B.C.'s orca matriarch believed dead at 98
The oldest resident orca on B.C.'s south coast is believed to have died.
The matriarch of K pod, known as K7 and more affectionately as Lummi, hasn't been seen since Christmas.
"She wasn't seen with the rest of K pod on June 3, the first day that Ks were documented in inland waters," said Erin Heydenreich, a senior staff member at the Center for Whale Research in Friday Harbor, on the San Juan islands in Washington state.
Lummi was easy to spot because of the two notches on her dorsal fin and her distinctive markings. Orca experts believe the cetacean matriarch was born about 98 years ago.
"It is sad when one of the most recognizable whales dies, but it's also inevitable. She is old," said Heydenreich, who said if K7 isn't seen for a full year, she will officially be declared dead.
K7's age was notable for two reasons: female orcas generally live only 50 years in the wild, but the grandmother whale is believed to have survived for nearly a century during one of the most dangerous periods for orcas.
For much of the 20th century, orcas were regarded as killers, and often shot like pests by fishermen and fisheries officers, bombed by planes for target practice, or killed in clumsy attempts to capture them for display.
"They were a sort of enemy of the fishermen for quite a long time," said Heydenreich.
Population in decline
Official protection of orcas in B.C. waters started in the early 1970s, but they have since faced the hazards of pollution and declining salmon stocks.
Scientists divide West Coast orcas, also known as killer whales, into four separate populations.
The southern and northern resident orca populations return every summer to the islands along the B.C. coast to hunt salmon in larger pods using complex vocalizations.
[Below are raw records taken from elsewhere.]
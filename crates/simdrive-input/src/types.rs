//! Input type definitions

use serde::{Deserialize, Serialize};
use simdrive_errors::{ValidationError, validate_range};

pub const NEUTRAL_GEAR: i32 = 0;
pub const REVERSE_GEAR: i32 = -1;
pub const DRIVE_GEAR: i32 = 1;
pub const DEFAULT_MAX_FORWARD_GEAR: i32 = 6;

/// Vehicle control produced once per tick.
///
/// Built fresh by [`InputNormalizer::read_controls`](crate::InputNormalizer::read_controls)
/// and never mutated afterwards. `reverse` always mirrors `gear < 0`.
#[derive(Debug, Clone, Copy, PartialEq, Serialize, Deserialize)]
pub struct ControlCommand {
    pub steer: f32,
    pub throttle: f32,
    pub brake: f32,
    pub handbrake: bool,
    pub gear: i32,
    pub manual: bool,
    pub reverse: bool,
}

impl ControlCommand {
    /// Command that holds the vehicle still.
    pub fn stopped() -> Self {
        Self {
            steer: 0.0,
            throttle: 0.0,
            brake: 1.0,
            handbrake: false,
            gear: DRIVE_GEAR,
            manual: false,
            reverse: false,
        }
    }

    /// Gear label shown on the dashboard.
    pub fn gear_label(&self) -> String {
        gear_label(self.gear)
    }
}

impl Default for ControlCommand {
    fn default() -> Self {
        Self {
            steer: 0.0,
            throttle: 0.0,
            brake: 0.0,
            handbrake: false,
            gear: DRIVE_GEAR,
            manual: false,
            reverse: false,
        }
    }
}

/// Format a gear number: `-1` is `R`, `0` is `N`.
pub fn gear_label(gear: i32) -> String {
    match gear {
        g if g < NEUTRAL_GEAR => "R".to_string(),
        NEUTRAL_GEAR => "N".to_string(),
        g => g.to_string(),
    }
}

/// How a raw axis value maps onto the `[0, 1]` pedal range.
#[derive(Debug, Clone, Copy, PartialEq, Eq, Serialize, Deserialize, Default)]
#[serde(rename_all = "snake_case")]
pub enum PedalRange {
    /// Raw `-1..1`, released at `+1`: `(1 - raw) / 2`.
    #[default]
    SymmetricInverted,
    /// Raw `-1..1`, released at `-1`: `(raw + 1) / 2`.
    Symmetric,
    /// Raw already `0..1`.
    Unipolar,
}

impl PedalRange {
    /// Raw value at which the pedal is fully released.
    pub fn released_raw(self) -> f32 {
        match self {
            PedalRange::SymmetricInverted => 1.0,
            PedalRange::Symmetric => -1.0,
            PedalRange::Unipolar => 0.0,
        }
    }

    /// Raw value at which the pedal is fully pressed.
    pub fn pressed_raw(self) -> f32 {
        match self {
            PedalRange::SymmetricInverted => -1.0,
            PedalRange::Symmetric => 1.0,
            PedalRange::Unipolar => 1.0,
        }
    }

    pub fn is_symmetric(self) -> bool {
        !matches!(self, PedalRange::Unipolar)
    }
}

/// Binding of one logical analog control to a device axis.
#[derive(Debug, Clone, PartialEq, Serialize, Deserialize)]
#[serde(deny_unknown_fields)]
pub struct AxisMapping {
    pub device_index: usize,
    pub axis_index: usize,
    /// Center deadzone for steering, released-end deadzone for pedals.
    #[serde(default)]
    pub deadzone: f32,
    #[serde(default = "default_exponent")]
    pub response_curve_exponent: f32,
    #[serde(default)]
    pub invert: bool,
    /// Only used by pedal mappings.
    #[serde(default)]
    pub range: PedalRange,
}

fn default_exponent() -> f32 {
    1.0
}

impl AxisMapping {
    pub fn new(device_index: usize, axis_index: usize) -> Self {
        Self {
            device_index,
            axis_index,
            deadzone: 0.0,
            response_curve_exponent: 1.0,
            invert: false,
            range: PedalRange::default(),
        }
    }

    pub fn with_deadzone(mut self, deadzone: f32) -> Self {
        self.deadzone = deadzone;
        self
    }

    pub fn with_exponent(mut self, exponent: f32) -> Self {
        self.response_curve_exponent = exponent;
        self
    }

    pub fn with_invert(mut self, invert: bool) -> Self {
        self.invert = invert;
        self
    }

    pub fn with_range(mut self, range: PedalRange) -> Self {
        self.range = range;
        self
    }

    /// Validate the mapping. `name` prefixes the reported field names.
    pub fn validate(&self, name: &str) -> Result<(), ValidationError> {
        if !self.deadzone.is_finite() {
            return Err(ValidationError::not_finite(format!("{name}.deadzone")));
        }
        if !(0.0..1.0).contains(&self.deadzone) {
            return Err(ValidationError::out_of_range(
                format!("{name}.deadzone"),
                self.deadzone,
                0.0,
                1.0,
            ));
        }
        if !self.response_curve_exponent.is_finite() {
            return Err(ValidationError::not_finite(format!(
                "{name}.response_curve_exponent"
            )));
        }
        if self.response_curve_exponent <= 0.0 {
            return Err(ValidationError::not_positive(
                format!("{name}.response_curve_exponent"),
                self.response_curve_exponent,
            ));
        }
        Ok(())
    }
}

/// Binding of one digital control to a device button.
#[derive(Debug, Clone, Copy, PartialEq, Eq, Serialize, Deserialize)]
#[serde(deny_unknown_fields)]
pub struct ButtonMapping {
    pub device_index: usize,
    pub button_index: usize,
}

impl ButtonMapping {
    pub fn new(device_index: usize, button_index: usize) -> Self {
        Self {
            device_index,
            button_index,
        }
    }
}

/// Button-driven controls. Each toggles on its rising edge only.
#[derive(Debug, Clone, Copy, PartialEq, Eq, Hash, Serialize, Deserialize)]
#[serde(rename_all = "snake_case")]
pub enum ButtonControl {
    Handbrake,
    Reverse,
    GearUp,
    GearDown,
    ManualToggle,
    Restart,
    Autopilot,
}

impl ButtonControl {
    pub const ALL: [ButtonControl; 7] = [
        ButtonControl::Handbrake,
        ButtonControl::Reverse,
        ButtonControl::GearUp,
        ButtonControl::GearDown,
        ButtonControl::ManualToggle,
        ButtonControl::Restart,
        ButtonControl::Autopilot,
    ];

    pub fn name(self) -> &'static str {
        match self {
            ButtonControl::Handbrake => "handbrake",
            ButtonControl::Reverse => "reverse",
            ButtonControl::GearUp => "gear_up",
            ButtonControl::GearDown => "gear_down",
            ButtonControl::ManualToggle => "manual_toggle",
            ButtonControl::Restart => "restart",
            ButtonControl::Autopilot => "autopilot",
        }
    }
}

/// Analog controls.
#[derive(Debug, Clone, Copy, PartialEq, Eq, Hash, Serialize, Deserialize)]
#[serde(rename_all = "snake_case")]
pub enum AxisControl {
    Steer,
    Throttle,
    Brake,
}

impl AxisControl {
    pub const ALL: [AxisControl; 3] = [
        AxisControl::Steer,
        AxisControl::Throttle,
        AxisControl::Brake,
    ];

    pub fn name(self) -> &'static str {
        match self {
            AxisControl::Steer => "steer",
            AxisControl::Throttle => "throttle",
            AxisControl::Brake => "brake",
        }
    }

    /// Value substituted when the axis cannot be read.
    ///
    /// Fails toward stopping: no steering, no throttle, full brake.
    pub fn safe_value(self) -> f32 {
        match self {
            AxisControl::Steer => 0.0,
            AxisControl::Throttle => 0.0,
            AxisControl::Brake => 1.0,
        }
    }
}

/// Declarative controller layout, loaded once and validated at startup.
#[derive(Debug, Clone, PartialEq, Serialize, Deserialize)]
#[serde(deny_unknown_fields)]
pub struct InputMap {
    pub steer: AxisMapping,
    pub throttle: AxisMapping,
    pub brake: AxisMapping,
    #[serde(default)]
    pub handbrake: Option<ButtonMapping>,
    #[serde(default)]
    pub reverse: Option<ButtonMapping>,
    #[serde(default)]
    pub gear_up: Option<ButtonMapping>,
    #[serde(default)]
    pub gear_down: Option<ButtonMapping>,
    #[serde(default)]
    pub manual_toggle: Option<ButtonMapping>,
    #[serde(default)]
    pub restart: Option<ButtonMapping>,
    /// Unmapped on the demo rig; the keyboard toggle always works.
    #[serde(default)]
    pub autopilot: Option<ButtonMapping>,
    #[serde(default = "default_max_forward_gear")]
    pub max_forward_gear: i32,
}

fn default_max_forward_gear() -> i32 {
    DEFAULT_MAX_FORWARD_GEAR
}

impl Default for InputMap {
    fn default() -> Self {
        Self::fanatec_default()
    }
}

impl InputMap {
    /// Fanatec wheel and pedals as enumerated on the demo rig.
    pub fn fanatec_default() -> Self {
        const WHEEL: usize = 1;
        Self {
            steer: AxisMapping::new(WHEEL, 0)
                .with_deadzone(0.05)
                .with_exponent(0.32),
            throttle: AxisMapping::new(WHEEL, 2)
                .with_deadzone(0.02)
                .with_range(PedalRange::SymmetricInverted),
            brake: AxisMapping::new(WHEEL, 3)
                .with_deadzone(0.02)
                .with_range(PedalRange::SymmetricInverted),
            handbrake: Some(ButtonMapping::new(WHEEL, 0)),
            reverse: Some(ButtonMapping::new(WHEEL, 1)),
            gear_up: Some(ButtonMapping::new(WHEEL, 4)),
            gear_down: Some(ButtonMapping::new(WHEEL, 5)),
            manual_toggle: Some(ButtonMapping::new(WHEEL, 2)),
            restart: Some(ButtonMapping::new(WHEEL, 8)),
            autopilot: None,
            max_forward_gear: DEFAULT_MAX_FORWARD_GEAR,
        }
    }

    pub fn axis(&self, control: AxisControl) -> &AxisMapping {
        match control {
            AxisControl::Steer => &self.steer,
            AxisControl::Throttle => &self.throttle,
            AxisControl::Brake => &self.brake,
        }
    }

    pub fn button(&self, control: ButtonControl) -> Option<ButtonMapping> {
        match control {
            ButtonControl::Handbrake => self.handbrake,
            ButtonControl::Reverse => self.reverse,
            ButtonControl::GearUp => self.gear_up,
            ButtonControl::GearDown => self.gear_down,
            ButtonControl::ManualToggle => self.manual_toggle,
            ButtonControl::Restart => self.restart,
            ButtonControl::Autopilot => self.autopilot,
        }
    }

    pub fn validate(&self) -> Result<(), ValidationError> {
        for control in AxisControl::ALL {
            self.axis(control).validate(control.name())?;
        }
        validate_range!("max_forward_gear", self.max_forward_gear, 1, 99);
        Ok(())
    }
}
A third group of transient orcas roam more freely over a much wider overlapping range in smaller pods, and generally hunt marine mammals silently.
Not much is known about a recently documented fourth population living farther offshore that is believed to feed mainly on fish, but also hunts marine mammals and sea birds.
The southern resident population is the most familiar to British Columbians and is frequently seen off Vancouver Island.
There are approximately 80 left in the southern resident population, and they support a whale-watching industry estimated to be worth more than $100 million per year, more than the entire B.C. commercial salmon fishery, according to the Western Canada Wilderness Committee.
The southern resident population has dropped as much as 20 per cent in the past 12 years, and recent studies have indicted the population could be extinct in as little as 30 years if the downward trend continues.